So goes the tale of the birth of Zork, a name originally given at MIT for programs that weren’t finished yet, but due to it’s original name, Dungeon, being too similar to Dungeons & Dragons (that was released in 1974), they decided to keep the “work name” of the game.

Zork, unlike many other fantasy games, takes place now, whenever now may be. This helps the player to get immersed in the game, as it feels like a natural transition.From here, your actions take you inside a cellar, that in turn leads you to an underground dungeon, the ruins of an ancient place, where adventures awaits you. There are riches to be found, monsters to slay and if you survive, there are many stories to tell your future grandchildren about.

You sit down in front of your computer and read this novel of text coming up on your screen, are asked to decide what you want to do, but it’s not a multiple choice game, it is a free choice game. You type in what you want to try and do, and the game is programmed to respond as good as it can to what you type, making you control the main character in a way most games before and since won’t let you. You are part of the story-writer as you type your response to the environment in a natural way and the game interprets your actions.

For example, you start with the following:

You are in an open field west of a big white house with a boarded
front door.
There is a small mailbox here.

From here it’s up to you to take action, you get no other prompts until you do something. A natural response would be “I open the mailbox” and the game continues from there.

Zork has a cult following, for many reasons. It is the first game of its kind and it is to this day one of the most advanced games out there. In it’s simplicity, using only texts to describe the world and text to control, it still have very advanced features.  The game was hacked during early development and the code was spread and remade in several languages for several systems. This event has made the game a central piece of hacker history and hackers would often use Zork references in their code.

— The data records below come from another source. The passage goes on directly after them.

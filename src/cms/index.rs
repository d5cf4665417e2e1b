use std::collections::HashMap;

use super::model::{index_key, Attributes, Resource, ResourceRef};

/// Lookup table over a document's included resources, keyed by `type:id`.
#[derive(Debug, Default)]
pub struct ResourceIndex<'a> {
    entries: HashMap<String, &'a Attributes>,
}

impl<'a> ResourceIndex<'a> {
    /// Duplicate `(type, id)` pairs keep the last occurrence.
    pub fn build(included: &'a [Resource]) -> Self {
        let mut entries = HashMap::with_capacity(included.len());
        for item in included {
            entries.insert(index_key(&item.typ, &item.id), &item.attributes);
        }
        Self { entries }
    }

    pub fn get(&self, reference: &ResourceRef) -> Option<&'a Attributes> {
        self.entries.get(&reference.key()).copied()
    }

    pub fn len(&self) -> usize {
        self.entries.len()
    }

    pub fn is_empty(&self) -> bool {
        self.entries.is_empty()
    }
}
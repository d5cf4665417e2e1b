//! Rich-text body extraction over loosely typed attribute sets.
use serde_json::Value;

use super::model::Attributes;

/// Conventional alternates probed after `body`, in priority order.
pub const CANDIDATE_FIELDS: [&str; 4] = [
    "field_body",
    "field_content",
    "field_text",
    "field_description",
];

/// The attribute shapes the extractor distinguishes.
#[derive(Debug, Clone, Copy, PartialEq, Eq)]
pub enum FieldShape<'a> {
    /// `{value, processed}` text field; either half may be missing or non-string.
    RichText {
        processed: Option<&'a str>,
        value: Option<&'a str>,
    },
    Text(&'a str),
    Other,
}

impl<'a> FieldShape<'a> {
    pub fn classify(value: &'a Value) -> Self {
        match value {
            Value::Object(obj) if obj.contains_key("processed") || obj.contains_key("value") => {
                FieldShape::RichText {
                    processed: obj.get("processed").and_then(Value::as_str),
                    value: obj.get("value").and_then(Value::as_str),
                }
            }
            Value::String(s) => FieldShape::Text(s),
            _ => FieldShape::Other,
        }
    }

    /// Rendered value first, raw value second; empty strings do not count.
    fn non_empty_html(self) -> Option<&'a str> {
        match self {
            FieldShape::RichText { processed, value } => processed
                .filter(|s| !s.is_empty())
                .or(value.filter(|s| !s.is_empty())),
            _ => None,
        }
    }

    /// Any string half, rendered first. Used by the last-resort scan.
    fn any_html(self) -> Option<&'a str> {
        match self {
            FieldShape::RichText { processed, value } => processed.or(value),
            _ => None,
        }
    }
}

fn named_html<'a>(attrs: &'a Attributes, name: &str) -> Option<&'a str> {
    attrs.get(name).map(FieldShape::classify)?.non_empty_html()
}

/// Locate the HTML body of a resource.
///
/// `body` wins, then [`CANDIDATE_FIELDS`], then the first attribute in document order
/// shaped like a text field. `None` means there is nothing to render.
pub fn extract_html(attrs: &Attributes) -> Option<String> {
    if let Some(html) = named_html(attrs, "body") {
        return Some(html.to_string());
    }
    for name in CANDIDATE_FIELDS {
        if let Some(html) = named_html(attrs, name) {
            return Some(html.to_string());
        }
    }
    // NOTE: schema sniffing; a metadata field shaped like {value: ..} would be picked up here.
    attrs
        .values()
        .find_map(|v| FieldShape::classify(v).any_html())
        .map(str::to_string)
}
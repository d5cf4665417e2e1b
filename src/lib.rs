//! Content adapter turning a JSON:API CMS into page, project and menu view models.
pub mod cms;
pub mod config;
pub mod contact;
pub mod content;
pub mod handlers;
pub mod menu;
pub mod model;
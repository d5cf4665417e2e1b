use anyhow::{Context, Result};
use clap::Parser;
use std::path::PathBuf;
use std::sync::Arc;
use tokio::net::TcpListener;
use tracing::info;

use folio_cms::cms::CmsClient;
use folio_cms::config;
use folio_cms::handlers::{self, AppState};

#[derive(Debug, Parser)]
#[command(author, version, about)]
struct Args {
    /// Path to YAML config file
    #[arg(long, default_value = "config.yaml")]
    config: PathBuf,

    /// Override `app.listen_addr`
    #[arg(long)]
    listen: Option<String>,
}

#[tokio::main]
async fn main() -> Result<()> {
    tracing_subscriber::fmt()
        .with_env_filter(tracing_subscriber::EnvFilter::from_default_env())
        .with_target(false)
        .compact()
        .init();

    let args = Args::parse();
    let cfg = config::load(Some(&args.config))
        .with_context(|| format!("failed to load {}", args.config.display()))?;

    let client = CmsClient::from_config(&cfg.cms).context("failed to set up CMS client")?;
    info!(?client, "cms client ready");
    let state = AppState::new(Arc::new(client), cfg.contact.form_id.clone());

    let addr = args.listen.unwrap_or_else(|| cfg.app.listen_addr.clone());
    let listener = TcpListener::bind(&addr)
        .await
        .with_context(|| format!("failed to bind {}", addr))?;
    info!("listening on {}", listener.local_addr()?);
    axum::serve(listener, handlers::router(state)).await?;
    Ok(())
}
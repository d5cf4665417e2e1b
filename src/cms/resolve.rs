//! Relationship resolution against a document's included set.
use once_cell::sync::Lazy;
use regex::Regex;
use serde_json::Value;

use super::index::ResourceIndex;
use super::model::{Resource, ResourceRef};
use crate::model::Image;

static SCHEME_RE: Lazy<Regex> =
    Lazy::new(|| Regex::new(r"^[A-Za-z][A-Za-z0-9+.\-]*:").expect("scheme regex"));

/// First reference of a relationship, or the single one. Absent relationships yield `None`.
pub fn resolve_one<'a>(resource: &'a Resource, field: &str) -> Option<&'a ResourceRef> {
    resource.relationships.get(field)?.data.as_ref()?.first()
}

/// Every reference of a relationship, in document order.
pub fn resolve_many<'a>(resource: &'a Resource, field: &str) -> &'a [ResourceRef] {
    resource
        .relationships
        .get(field)
        .and_then(|rel| rel.data.as_ref())
        .map(|data| data.as_slice())
        .unwrap_or(&[])
}

/// Prefix `base_url` onto media paths that carry no scheme.
pub fn absolute_url(base_url: &str, url: &str) -> String {
    if SCHEME_RE.is_match(url) || url.starts_with("//") {
        url.to_string()
    } else if url.starts_with('/') {
        format!("{}{}", base_url, url)
    } else {
        format!("{}/{}", base_url, url)
    }
}

fn image_for(reference: &ResourceRef, index: &ResourceIndex<'_>, base_url: &str) -> Option<Image> {
    let url = index
        .get(reference)?
        .get("uri")
        .and_then(|uri| uri.get("url"))
        .and_then(Value::as_str)?;
    Some(Image {
        url: absolute_url(base_url, url),
        alt: reference.alt().map(str::to_string),
    })
}

/// Primary image behind `field`.
pub fn resolve_image(
    resource: &Resource,
    field: &str,
    index: &ResourceIndex<'_>,
    base_url: &str,
) -> Option<Image> {
    image_for(resolve_one(resource, field)?, index, base_url)
}

/// Gallery behind `field`; unresolved references are dropped.
pub fn resolve_images(
    resource: &Resource,
    field: &str,
    index: &ResourceIndex<'_>,
    base_url: &str,
) -> Vec<Image> {
    resolve_many(resource, field)
        .iter()
        .filter_map(|r| image_for(r, index, base_url))
        .collect()
}

/// `name` attribute of every referenced term that made it into the included set.
pub fn resolve_names(resource: &Resource, field: &str, index: &ResourceIndex<'_>) -> Vec<String> {
    resolve_many(resource, field)
        .iter()
        .filter_map(|r| index.get(r)?.get("name")?.as_str().map(str::to_string))
        .collect()
}
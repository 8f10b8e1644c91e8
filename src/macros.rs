/// Builds a [`Value`](crate::Value) from a JSON-like literal.
///
/// Mappings become [`AutoMap`](crate::AutoMap)s at every depth and any
/// expression implementing `Into<Value>` can appear in value position,
/// including [`Node`](crate::Node)s.
///
/// # Examples
///
/// ```rust
/// use doctree::doc;
///
/// let value = doc!({
///     "name": "testObj",
///     "size": 5,
///     "nested": {"first_key": 2},
///     "flags": [true, false, null]
/// });
/// assert!(value.is_map());
/// ```
#[macro_export]
macro_rules! doc {
    // Handle null
    (null) => {
        $crate::Value::Null
    };

    // Handle true
    (true) => {
        $crate::Value::Bool(true)
    };

    // Handle false
    (false) => {
        $crate::Value::Bool(false)
    };

    // Handle empty sequence
    ([]) => {
        $crate::Value::Sequence(vec![])
    };

    // Handle non-empty sequence
    ([ $($elem:tt),* $(,)? ]) => {
        $crate::Value::Sequence(vec![$($crate::doc!($elem)),*])
    };

    // Handle empty mapping
    ({}) => {
        $crate::Value::Map($crate::AutoMap::new())
    };

    // Handle non-empty mapping
    ({ $($key:literal : $value:tt),* $(,)? }) => {{
        let mut map = $crate::AutoMap::new();
        $(
            map.insert($key, $crate::doc!($value));
        )*
        $crate::Value::Map(map)
    }};

    // Fallback for any expression convertible into a Value
    ($other:expr) => {
        $crate::Value::from($other)
    };
}
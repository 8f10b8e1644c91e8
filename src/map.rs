//! Auto-vivifying ordered map for document roots.
//!
//! This module provides [`AutoMap`], a wrapper around [`IndexMap`] that keeps
//! insertion order and supports writing arbitrarily deep key paths without
//! declaring intermediate structure first.
//!
//! ## Why IndexMap?
//!
//! Document output is order-sensitive: the canonical rendering used for
//! content hashing iterates keys in insertion order, never sorted. `IndexMap`
//! gives:
//!
//! - **Deterministic output**: keys render in a consistent order
//! - **Iteration order**: keys are iterated in insertion order
//! - **Predictability**: structural equality and hashing behave the same way
//!   across runs
//!
//! ## Auto-vivification
//!
//! [`AutoMap::get_or_create`] turns a read of a missing key into the creation
//! of an empty nested map at that key. The new map is inserted immediately
//! (read-creates-and-inserts), which is what makes chained deep writes work:
//!
//! ```rust
//! use doctree::{AutoMap, Value};
//!
//! let mut map = AutoMap::new();
//! map.set_path(&["a", "b", "c"], 1);
//! assert_eq!(map.get_path(&["a", "b", "c"]), Some(&Value::from(1)));
//! ```

use crate::flatten::flatten;
use crate::tree::Tree;
use crate::value::Value;
use indexmap::IndexMap;

/// An ordered, auto-vivifying map of string keys to document values.
///
/// Every mapping in a document graph is an `AutoMap`; there is no separate
/// "plain" mapping type on the construction side, so nested mappings assigned
/// through [`Value::from`] or deserialized from YAML/JSON are uniformly
/// navigable at every depth.
///
/// # Examples
///
/// ```rust
/// use doctree::{AutoMap, Value};
///
/// let mut map = AutoMap::new();
/// map.insert("first", 1);
/// map.insert("second", 2);
///
/// // Iteration maintains insertion order
/// let keys: Vec<_> = map.keys().cloned().collect();
/// assert_eq!(keys, vec!["first", "second"]);
/// ```
#[derive(Debug, Clone, PartialEq, Default)]
pub struct AutoMap(IndexMap<String, Value>);

impl AutoMap {
    /// Creates an empty `AutoMap`.
    #[must_use]
    pub fn new() -> Self {
        AutoMap(IndexMap::new())
    }

    /// Inserts a key-value pair into the map.
    ///
    /// If the map already contained this key, the old value is returned and
    /// the key keeps its original position.
    ///
    /// # Examples
    ///
    /// ```rust
    /// use doctree::AutoMap;
    ///
    /// let mut map = AutoMap::new();
    /// assert!(map.insert("key", 42).is_none());
    /// assert!(map.insert("key", 43).is_some());
    /// ```
    pub fn insert(&mut self, key: impl Into<String>, value: impl Into<Value>) -> Option<Value> {
        self.0.insert(key.into(), value.into())
    }

    /// Returns a reference to the value corresponding to the key.
    ///
    /// Pure read: never creates or inserts anything.
    #[must_use]
    pub fn get(&self, key: &str) -> Option<&Value> {
        self.0.get(key)
    }

    /// Returns a mutable reference to the value corresponding to the key.
    #[must_use]
    pub fn get_mut(&mut self, key: &str) -> Option<&mut Value> {
        self.0.get_mut(key)
    }

    /// Returns the value at `key`, inserting an empty nested map first if the
    /// key is absent.
    ///
    /// This is the auto-vivification primitive: a missing key comes into
    /// existence as an empty `AutoMap` the moment it is looked up, so deep
    /// paths can be written without declaring intermediate levels. The nested
    /// map is inserted immediately, even if the caller then discards the
    /// reference.
    ///
    /// # Examples
    ///
    /// ```rust
    /// use doctree::AutoMap;
    ///
    /// let mut map = AutoMap::new();
    /// map.get_or_create("settings");
    /// assert!(map.get("settings").is_some_and(|v| v.is_map()));
    /// ```
    pub fn get_or_create(&mut self, key: impl Into<String>) -> &mut Value {
        self.0
            .entry(key.into())
            .or_insert_with(|| Value::Map(AutoMap::new()))
    }

    /// Writes `value` at the end of `path`, creating every missing
    /// intermediate level as an empty nested map.
    ///
    /// An intermediate level that already holds a non-map value is replaced by
    /// an empty map so the write can proceed; this keeps the operation total.
    /// An empty path is a no-op.
    ///
    /// # Examples
    ///
    /// ```rust
    /// use doctree::{AutoMap, Value};
    ///
    /// let mut map = AutoMap::new();
    /// map.set_path(&["nested", "first_key"], 2);
    /// assert_eq!(map.get_path(&["nested", "first_key"]), Some(&Value::from(2)));
    /// ```
    pub fn set_path(&mut self, path: &[&str], value: impl Into<Value>) {
        let Some((last, parents)) = path.split_last() else {
            return;
        };
        let mut current = self;
        for segment in parents {
            let slot = current.get_or_create(*segment);
            if !slot.is_map() {
                *slot = Value::Map(AutoMap::new());
            }
            current = match slot {
                Value::Map(next) => next,
                _ => unreachable!("slot was just set to a map"),
            };
        }
        current.insert(*last, value);
    }

    /// Reads the value at `path` without creating anything.
    ///
    /// Returns `None` if any segment is absent or an intermediate segment is
    /// not a map. An empty path yields `None`.
    #[must_use]
    pub fn get_path(&self, path: &[&str]) -> Option<&Value> {
        let (first, rest) = path.split_first()?;
        let mut value = self.get(first)?;
        for segment in rest {
            value = value.as_map()?.get(segment)?;
        }
        Some(value)
    }

    /// Returns `true` if the map contains a value for the key.
    #[must_use]
    pub fn contains_key(&self, key: &str) -> bool {
        self.0.contains_key(key)
    }

    /// Removes a key from the map, returning its value if it was present.
    ///
    /// Preserves the relative order of the remaining entries.
    pub fn remove(&mut self, key: &str) -> Option<Value> {
        self.0.shift_remove(key)
    }

    /// Returns the number of entries in the map.
    #[must_use]
    pub fn len(&self) -> usize {
        self.0.len()
    }

    /// Returns `true` if the map contains no entries.
    #[must_use]
    pub fn is_empty(&self) -> bool {
        self.0.is_empty()
    }

    /// Returns an iterator over the keys of the map, in insertion order.
    pub fn keys(&self) -> indexmap::map::Keys<'_, String, Value> {
        self.0.keys()
    }

    /// Returns an iterator over the values of the map, in insertion order.
    pub fn values(&self) -> indexmap::map::Values<'_, String, Value> {
        self.0.values()
    }

    /// Returns an iterator over the entries of the map, in insertion order.
    pub fn iter(&self) -> indexmap::map::Iter<'_, String, Value> {
        self.0.iter()
    }

    /// Flattens this map into a plain [`Tree::Map`], resolving any nested
    /// document nodes along the way.
    #[must_use]
    pub fn to_tree(&self) -> Tree {
        Tree::Map(
            self.0
                .iter()
                .map(|(key, value)| (key.clone(), flatten(value)))
                .collect(),
        )
    }
}

impl IntoIterator for AutoMap {
    type Item = (String, Value);
    type IntoIter = indexmap::map::IntoIter<String, Value>;

    fn into_iter(self) -> Self::IntoIter {
        self.0.into_iter()
    }
}

impl<'a> IntoIterator for &'a AutoMap {
    type Item = (&'a String, &'a Value);
    type IntoIter = indexmap::map::Iter<'a, String, Value>;

    fn into_iter(self) -> Self::IntoIter {
        self.0.iter()
    }
}

impl<K, V> FromIterator<(K, V)> for AutoMap
where
    K: Into<String>,
    V: Into<Value>,
{
    fn from_iter<T: IntoIterator<Item = (K, V)>>(iter: T) -> Self {
        AutoMap(
            iter.into_iter()
                .map(|(key, value)| (key.into(), value.into()))
                .collect(),
        )
    }
}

The game is also popular amongst computer mathematicians, as it is the earliest reference to the number 69105. The number might not seem so special, but from a computer mathematicians perspective it holds a very special property: 69 in decimal (Base10) is 105 in octal (Base8) and 69 in hexadecimal (Base16) is 105 in decimal. There are other numbers that hold these properties too, but 69,105 is the highest. The number appears early in the game, when the player encounter a pile of leaves. If the player decides to count the leaves, there are 69 105 leaves in the pile. This later became an in-joke in many of Infocoms other games, often revealed in the same way, by counting a pile of something.

Because the game is entirely made of text, it might be hard to navigate, even if you try to draw a map of it. It was calculated that a map of the whole world would take up at over 100 A4 paper sheets. This, along with mazes with moving walls, crumbling passageways and near-unbeatable foes makes this game frustratingly hard. You really feel the mortality when you know that the next step you take can lead to your undoing in any of many gruesome ways.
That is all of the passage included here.